**Task:**
Please copy out each line of the entries in which "Null" appears.

*** Opening of Information supplied ***

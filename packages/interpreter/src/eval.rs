use crate::ast::{BinaryOp, Expr, UnaryOp};
use serde_json::{Number, Value};
use std::borrow::Cow;
use std::cmp::Ordering;
use thiserror::Error;

pub type EvalResult<T> = Result<T, EvalError>;

/// Failure while evaluating an expression against a model
#[derive(Error, Debug, Clone, PartialEq)]
pub enum EvalError {
    #[error("Type mismatch: expected {expected}, found {found}")]
    TypeMismatch {
        expected: &'static str,
        found: &'static str,
    },

    #[error("Invalid operands for {operator}: {left} and {right}")]
    InvalidOperands {
        operator: &'static str,
        left: &'static str,
        right: &'static str,
    },

    #[error("Cannot index {target} with {index}")]
    InvalidIndex {
        target: &'static str,
        index: &'static str,
    },

    #[error("Division by zero")]
    DivisionByZero,
}

pub fn type_name(value: &Value) -> &'static str {
    match value {
        Value::Null => "null",
        Value::Bool(_) => "bool",
        Value::Number(_) => "number",
        Value::String(_) => "string",
        Value::Array(_) => "array",
        Value::Object(_) => "object",
    }
}

/// Text written to the output for a value
pub fn to_text(value: &Value) -> String {
    match value {
        Value::Null => String::new(),
        Value::String(s) => s.clone(),
        Value::Bool(b) => b.to_string(),
        Value::Number(n) => n.to_string(),
        Value::Array(_) | Value::Object(_) => value.to_string(),
    }
}

/// Equality with integers and floats compared numerically
pub fn values_equal(left: &Value, right: &Value) -> bool {
    match (as_number(left), as_number(right)) {
        (Some(Num::Int(a)), Some(Num::Int(b))) => a == b,
        (Some(a), Some(b)) => a.float() == b.float(),
        _ => left == right,
    }
}

pub fn evaluate(expr: &Expr, model: &Value) -> EvalResult<Value> {
    Ok(resolve(expr, model)?.into_owned())
}

/// Evaluate, borrowing from the model for plain member and index paths
fn resolve<'v>(expr: &Expr, model: &'v Value) -> EvalResult<Cow<'v, Value>> {
    match expr {
        Expr::Model => Ok(Cow::Borrowed(model)),

        Expr::Member { object, property } => member(resolve(object, model)?, property),

        Expr::Index { object, index } => {
            let target = resolve(object, model)?;
            let index = evaluate(index, model)?;
            index_value(target, &index)
        }

        other => compute(other, model).map(Cow::Owned),
    }
}

fn compute(expr: &Expr, model: &Value) -> EvalResult<Value> {
    match expr {
        Expr::Literal(value) => Ok(value.clone()),

        Expr::Model | Expr::Member { .. } | Expr::Index { .. } => evaluate(expr, model),

        Expr::Call {
            function,
            arguments,
        } => {
            let values = arguments
                .iter()
                .map(|argument| evaluate(argument, model))
                .collect::<EvalResult<Vec<_>>>()?;
            (function.call)(&values)
        }

        Expr::Unary { operator, operand } => {
            let value = evaluate(operand, model)?;
            match operator {
                UnaryOp::Not => Ok(Value::Bool(!expect_bool(&value)?)),
                UnaryOp::Negate => match as_number(&value) {
                    Some(Num::Int(n)) => Ok(n
                        .checked_neg()
                        .map(Value::from)
                        .unwrap_or_else(|| from_float(-(n as f64)))),
                    Some(Num::Float(f)) => Ok(from_float(-f)),
                    None => Err(EvalError::TypeMismatch {
                        expected: "number",
                        found: type_name(&value),
                    }),
                },
            }
        }

        Expr::Binary {
            left,
            operator,
            right,
        } => match operator {
            BinaryOp::And => {
                if !expect_bool(&evaluate(left, model)?)? {
                    return Ok(Value::Bool(false));
                }
                Ok(Value::Bool(expect_bool(&evaluate(right, model)?)?))
            }
            BinaryOp::Or => {
                if expect_bool(&evaluate(left, model)?)? {
                    return Ok(Value::Bool(true));
                }
                Ok(Value::Bool(expect_bool(&evaluate(right, model)?)?))
            }
            op => {
                let left = evaluate(left, model)?;
                let right = evaluate(right, model)?;
                binary(*op, &left, &right)
            }
        },
    }
}

fn binary(op: BinaryOp, left: &Value, right: &Value) -> EvalResult<Value> {
    let invalid = || EvalError::InvalidOperands {
        operator: op.symbol(),
        left: type_name(left),
        right: type_name(right),
    };

    match op {
        BinaryOp::Add if left.is_string() || right.is_string() => {
            let mut text = to_text(left);
            text.push_str(&to_text(right));
            Ok(Value::String(text))
        }
        BinaryOp::Add
        | BinaryOp::Subtract
        | BinaryOp::Multiply
        | BinaryOp::Divide
        | BinaryOp::Remainder => match (as_number(left), as_number(right)) {
            (Some(a), Some(b)) => arithmetic(op, a, b).ok_or_else(invalid)?,
            _ => Err(invalid()),
        },
        BinaryOp::Equals => Ok(Value::Bool(values_equal(left, right))),
        BinaryOp::NotEquals => Ok(Value::Bool(!values_equal(left, right))),
        BinaryOp::LessThan
        | BinaryOp::LessThanOrEqual
        | BinaryOp::GreaterThan
        | BinaryOp::GreaterThanOrEqual => {
            let ordering = compare(left, right).ok_or_else(invalid)?;
            Ok(Value::Bool(match op {
                BinaryOp::LessThan => ordering == Ordering::Less,
                BinaryOp::LessThanOrEqual => ordering != Ordering::Greater,
                BinaryOp::GreaterThan => ordering == Ordering::Greater,
                _ => ordering != Ordering::Less,
            }))
        }
        BinaryOp::And | BinaryOp::Or => Err(invalid()),
    }
}

fn compare(left: &Value, right: &Value) -> Option<Ordering> {
    match (left, right) {
        (Value::String(a), Value::String(b)) => Some(a.cmp(b)),
        _ => match (as_number(left)?, as_number(right)?) {
            (Num::Int(a), Num::Int(b)) => Some(a.cmp(&b)),
            (a, b) => a.float().partial_cmp(&b.float()),
        },
    }
}

fn member<'v>(target: Cow<'v, Value>, property: &str) -> EvalResult<Cow<'v, Value>> {
    match target {
        Cow::Borrowed(Value::Object(map)) => {
            Ok(map.get(property).map_or(Cow::Owned(Value::Null), Cow::Borrowed))
        }
        Cow::Owned(Value::Object(mut map)) => {
            Ok(Cow::Owned(map.remove(property).unwrap_or(Value::Null)))
        }
        Cow::Borrowed(Value::Null) | Cow::Owned(Value::Null) => Ok(Cow::Owned(Value::Null)),
        other => Err(EvalError::TypeMismatch {
            expected: "object",
            found: type_name(&other),
        }),
    }
}

fn index_value<'v>(target: Cow<'v, Value>, index: &Value) -> EvalResult<Cow<'v, Value>> {
    let invalid = |target: &Value| EvalError::InvalidIndex {
        target: type_name(target),
        index: type_name(index),
    };
    let position = |len: usize| match index.as_i64() {
        Some(i) if i >= 0 && (i as usize) < len => Ok(Some(i as usize)),
        Some(_) => Ok(None),
        None => Err(()),
    };

    match (target, index) {
        (target, _) if target.is_null() => Ok(Cow::Owned(Value::Null)),
        (target, Value::String(key)) if target.is_object() => member(target, key),
        (Cow::Borrowed(Value::Array(items)), Value::Number(_)) => match position(items.len()) {
            Ok(Some(i)) => Ok(Cow::Borrowed(&items[i])),
            Ok(None) => Ok(Cow::Owned(Value::Null)),
            Err(()) => Err(invalid(&Value::Array(Vec::new()))),
        },
        (Cow::Owned(Value::Array(mut items)), Value::Number(_)) => match position(items.len()) {
            Ok(Some(i)) => Ok(Cow::Owned(items.swap_remove(i))),
            Ok(None) => Ok(Cow::Owned(Value::Null)),
            Err(()) => Err(invalid(&Value::Array(items))),
        },
        (target, Value::Number(_)) if target.is_string() => {
            let text = target.as_str().unwrap_or_default();
            match position(usize::MAX) {
                Ok(Some(i)) => Ok(Cow::Owned(
                    text.chars()
                        .nth(i)
                        .map(|c| Value::String(c.to_string()))
                        .unwrap_or(Value::Null),
                )),
                Ok(None) => Ok(Cow::Owned(Value::Null)),
                Err(()) => Err(invalid(&target)),
            }
        }
        (target, _) => Err(invalid(&target)),
    }
}

fn expect_bool(value: &Value) -> EvalResult<bool> {
    value.as_bool().ok_or(EvalError::TypeMismatch {
        expected: "bool",
        found: type_name(value),
    })
}

#[derive(Debug, Clone, Copy)]
enum Num {
    Int(i64),
    Float(f64),
}

impl Num {
    fn float(self) -> f64 {
        match self {
            Num::Int(n) => n as f64,
            Num::Float(f) => f,
        }
    }
}

fn as_number(value: &Value) -> Option<Num> {
    match value {
        Value::Number(n) => n.as_i64().map(Num::Int).or_else(|| n.as_f64().map(Num::Float)),
        _ => None,
    }
}

fn from_float(value: f64) -> Value {
    Number::from_f64(value)
        .map(Value::Number)
        .unwrap_or(Value::Null)
}

/// `None` when `op` is not arithmetic
fn arithmetic(op: BinaryOp, left: Num, right: Num) -> Option<EvalResult<Value>> {
    if let (Num::Int(a), Num::Int(b)) = (left, right) {
        let exact = match op {
            BinaryOp::Add => a.checked_add(b),
            BinaryOp::Subtract => a.checked_sub(b),
            BinaryOp::Multiply => a.checked_mul(b),
            BinaryOp::Divide | BinaryOp::Remainder if b == 0 => {
                return Some(Err(EvalError::DivisionByZero))
            }
            BinaryOp::Divide => a.checked_div(b),
            BinaryOp::Remainder => a.checked_rem(b),
            _ => return None,
        };
        if let Some(result) = exact {
            return Some(Ok(Value::from(result)));
        }
    }

    let (a, b) = (left.float(), right.float());
    let result = match op {
        BinaryOp::Add => a + b,
        BinaryOp::Subtract => a - b,
        BinaryOp::Multiply => a * b,
        BinaryOp::Divide | BinaryOp::Remainder if b == 0.0 => {
            return Some(Err(EvalError::DivisionByZero))
        }
        BinaryOp::Divide => a / b,
        BinaryOp::Remainder => a % b,
        _ => return None,
    };
    Some(Ok(from_float(result)))
}
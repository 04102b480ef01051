use criterion::{black_box, criterion_group, criterion_main, Criterion};
use nhaml_common::MockFileSystem;
use nhaml_compiler::{compile_view, CompileOptions, RenderContext};
use nhaml_interpreter::Interpreter;
use nhaml_parser::parse;
use serde_json::json;
use std::sync::Arc;

const TEMPLATE: &str = r#"
%html
  %body
    %h1.title= model.title
    %ul
      - if (len(model.items) > 0)
        %li= join(model.items, ", ")
      - else
        %li.empty none
    %p Signed in as #{upper(model.user.name)}
"#;

fn context() -> RenderContext {
    RenderContext::from_documents(
        None,
        parse(TEMPLATE).unwrap(),
        "views",
        Arc::new(MockFileSystem::new()),
        "haml",
    )
}

fn compile_template(c: &mut Criterion) {
    let context = context();
    let options = CompileOptions::default();

    c.bench_function("compile_view", |b| {
        b.iter(|| compile_view(black_box(&context), &Interpreter::new(), &options, "Page"))
    });
}

fn render_compiled(c: &mut Criterion) {
    let renderer =
        compile_view(&context(), &Interpreter::new(), &CompileOptions::default(), "Page").unwrap();
    let model = json!({
        "title": "Benchmark",
        "items": ["a", "b", "c", "d"],
        "user": {"name": "ann"}
    });

    c.bench_function("render_compiled_view", |b| {
        b.iter(|| {
            let mut out = String::with_capacity(256);
            renderer.render(&mut out, black_box(&model)).unwrap();
            out
        })
    });
}

criterion_group!(benches, compile_template, render_compiled);
criterion_main!(benches);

*** Close of Information supplied ***

**Result of the task:**
        Value::Null => "null",
        Value::Null => String::new(),
            Ok(map.get(property).map_or(Cow::Owned(Value::Null), Cow::Borrowed))
            Ok(Cow::Owned(map.remove(property).unwrap_or(Value::Null)))
        Cow::Borrowed(Value::Null) | Cow::Owned(Value::Null) => Ok(Cow::Owned(Value::Null)),
        (target, _) if target.is_null() => Ok(Cow::Owned(Value::Null)),
            Ok(None) => Ok(Cow::Owned(Value::Null)),
            Ok(None) => Ok(Cow::Owned(Value::Null)),
                        .unwrap_or(Value::Null),
                Ok(None) => Ok(Cow::Owned(Value::Null)),
        .unwrap_or(Value::Null)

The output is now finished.